Our first recommendation is the new vintage of one of the best Priorat reds. Cabernet Sauvignon, Garnacha Tinta, Syrah and Cariñena aged 18 months in French oak barrels to the delight of those who love good wine. Remember to air it well before drinking it. Our sommeliers recommend leaving it for up to 2 hours to make sure it is at its best. If you have any questions about their service, you can get in touch using our online chat.

Safrà 2019

Another new vintage of this wine from Celler del Roure. A red wine made with local varieties and fermented in clay jars. 94 Parker points and excellent value for money. You won’t want to miss this. Garnacha Tintorera, Mandó and Monastrell made into an ecological, fresh and silky wine from Valencia.

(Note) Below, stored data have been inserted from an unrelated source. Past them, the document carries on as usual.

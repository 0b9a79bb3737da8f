//! Load and save posterior files
//!
//! Posterior files are JSON with row-major nested arrays. Combined variable
//! names are split into [`VariableId`]s here and nowhere else.

use super::draw::{CoefficientLayout, ModelDims, PosteriorDraw};
use super::ident::{VariableId, DEFAULT_SEPARATOR};
use super::posterior::Posterior;
use crate::error::{ForecastError, Result};
use nalgebra::DMatrix;
use ndarray::Array3;
use serde::{Deserialize, Serialize};
use std::fs::File;
use std::io::{BufReader, BufWriter, Read, Write};
use std::path::Path;

fn default_separator() -> String {
    DEFAULT_SEPARATOR.to_string()
}

fn default_stable() -> bool {
    true
}

/// Raw posterior file layout
#[derive(Debug, Serialize, Deserialize)]
struct PosteriorFile {
    variables: Vec<String>,
    #[serde(default = "default_separator")]
    separator: String,
    plag: usize,
    constant: bool,
    trend: bool,
    #[serde(default)]
    layout: CoefficientLayout,
    data: Vec<Vec<f64>>,
    #[serde(default)]
    holdout: Option<Vec<Vec<f64>>>,
    draws: Vec<DrawRecord>,
}

/// Raw draw record
#[derive(Debug, Serialize, Deserialize)]
struct DrawRecord {
    coefficients: Vec<Vec<f64>>,
    ginv: Vec<Vec<f64>>,
    s: Vec<Vec<f64>>,
    #[serde(default = "default_stable")]
    stable: bool,
    /// Indexed [response][shock][horizon]
    #[serde(default)]
    impulse_responses: Option<Vec<Vec<Vec<f64>>>>,
}

fn matrix_from_rows(what: &str, rows: &[Vec<f64>]) -> Result<DMatrix<f64>> {
    let nrows = rows.len();
    let ncols = rows.first().map(|r| r.len()).unwrap_or(0);
    if let Some(bad) = rows.iter().find(|r| r.len() != ncols) {
        return Err(ForecastError::ShapeMismatch {
            what: what.to_string(),
            expected: format!("rows of length {}", ncols),
            actual: format!("row of length {}", bad.len()),
        });
    }
    Ok(DMatrix::from_fn(nrows, ncols, |i, j| rows[i][j]))
}

fn matrix_to_rows(m: &DMatrix<f64>) -> Vec<Vec<f64>> {
    m.row_iter().map(|r| r.iter().copied().collect()).collect()
}

fn tensor_from_nested(nested: &[Vec<Vec<f64>>]) -> Result<Array3<f64>> {
    let d0 = nested.len();
    let d1 = nested.first().map(|x| x.len()).unwrap_or(0);
    let d2 = nested.first().and_then(|x| x.first()).map(|x| x.len()).unwrap_or(0);
    let flat: Vec<f64> = nested.iter().flatten().flatten().copied().collect();
    Array3::from_shape_vec((d0, d1, d2), flat).map_err(|e| ForecastError::ShapeMismatch {
        what: "impulse_responses".to_string(),
        expected: format!("{}x{}x{}", d0, d1, d2),
        actual: e.to_string(),
    })
}

impl DrawRecord {
    fn into_draw(self) -> Result<PosteriorDraw> {
        let mut draw = PosteriorDraw::new(
            matrix_from_rows("coefficients", &self.coefficients)?,
            matrix_from_rows("ginv", &self.ginv)?,
            matrix_from_rows("s", &self.s)?,
        );
        draw.stable = self.stable;
        if let Some(irf) = self.impulse_responses {
            draw.impulse_responses = Some(tensor_from_nested(&irf)?);
        }
        Ok(draw)
    }

    fn from_draw(draw: &PosteriorDraw) -> Self {
        Self {
            coefficients: matrix_to_rows(&draw.coefficients),
            ginv: matrix_to_rows(&draw.ginv),
            s: matrix_to_rows(&draw.s),
            stable: draw.stable,
            impulse_responses: draw.impulse_responses.as_ref().map(|irf| {
                irf.outer_iter()
                    .map(|plane| plane.outer_iter().map(|row| row.to_vec()).collect())
                    .collect()
            }),
        }
    }
}

impl PosteriorFile {
    fn into_posterior(self) -> Result<Posterior> {
        let variables: Vec<VariableId> = self
            .variables
            .iter()
            .map(|name| VariableId::parse(name, &self.separator))
            .collect();
        let dims = ModelDims::new(variables.len(), self.plag, self.constant, self.trend);
        let draws = self
            .draws
            .into_iter()
            .map(DrawRecord::into_draw)
            .collect::<Result<Vec<_>>>()?;
        let holdout = match self.holdout {
            Some(rows) if !rows.is_empty() => Some(matrix_from_rows("holdout", &rows)?),
            _ => None,
        };
        let posterior = Posterior {
            variables,
            dims,
            layout: self.layout,
            data: matrix_from_rows("data", &self.data)?,
            draws,
            holdout,
        };
        posterior.validate()?;
        Ok(posterior)
    }

    fn from_posterior(posterior: &Posterior, separator: &str) -> Self {
        Self {
            variables: posterior.variables.iter().map(|v| v.label(separator)).collect(),
            separator: separator.to_string(),
            plag: posterior.dims.plag,
            constant: posterior.dims.constant,
            trend: posterior.dims.trend,
            layout: posterior.layout,
            data: matrix_to_rows(&posterior.data),
            holdout: posterior.holdout.as_ref().map(matrix_to_rows),
            draws: posterior.draws.iter().map(DrawRecord::from_draw).collect(),
        }
    }
}

/// Load a posterior from a JSON file
pub fn load_posterior<P: AsRef<Path>>(path: P) -> Result<Posterior> {
    let file = File::open(path)?;
    load_posterior_from_reader(BufReader::new(file))
}

/// Load a posterior from any reader (e.g. string buffer, network stream)
pub fn load_posterior_from_reader<R: Read>(reader: R) -> Result<Posterior> {
    let raw: PosteriorFile = serde_json::from_reader(reader)?;
    let posterior = raw.into_posterior()?;
    log::info!(
        "loaded posterior: K={}, plag={}, {} draws, T={}",
        posterior.k(),
        posterior.dims.plag,
        posterior.n_draws(),
        posterior.data.nrows()
    );
    Ok(posterior)
}

/// Write a posterior as JSON, joining identifiers with `separator`
pub fn save_posterior<P: AsRef<Path>>(posterior: &Posterior, path: P, separator: &str) -> Result<()> {
    let file = File::create(path)?;
    save_posterior_to_writer(posterior, BufWriter::new(file), separator)
}

/// Write a posterior as JSON to any writer
pub fn save_posterior_to_writer<W: Write>(posterior: &Posterior, writer: W, separator: &str) -> Result<()> {
    let raw = PosteriorFile::from_posterior(posterior, separator);
    serde_json::to_writer(writer, &raw)?;
    Ok(())
}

Domaine Rouchier Syrah 2018

Now let’s take a look at an outstanding new wine for those who love natural wines. A small earthly treasure with an intense fruity aroma made with Syrah. A great wine bottled without filtering, clarifying or adding sulphites. This wine is made from two plots, one with young vines and the other planted in 1952, both certified ecological and cultivated with maximum respect for nature both in their processes and their environment.

Puro Rofe Blanco 2019

This white wine is new to our catalogue. This 92 Parker wine from Lanzarote (Canary Islands) has an Atlantic acidity and 100% volcanic character. Malvasía, Vijariego Blanco and Listán Blanca together in a wine aged on its own lees.

Words written by our sommelier in his tasting notes for the 2019 vintage: “Puro Rofe Blanco 2019 is a white wine with fruity aromas, mineral notes and smoky touches. On the palate it is fresh, spicy and easy to drink. A wine with exuberant acidity, a marked Atlantic character and a saline background.”You won’t want to miss out!

Vermut Les Cousins Donzell 2017

Our final wine recommendation for October is a vermouthLes Cousins Marc & Adrià have made this refreshing Priorat vermouth that is great for sipping as you enjoy the sunny moments of early Autumn. Open it with your nearest and dearest, take a sip, enjoy the moment and decide what you think of it.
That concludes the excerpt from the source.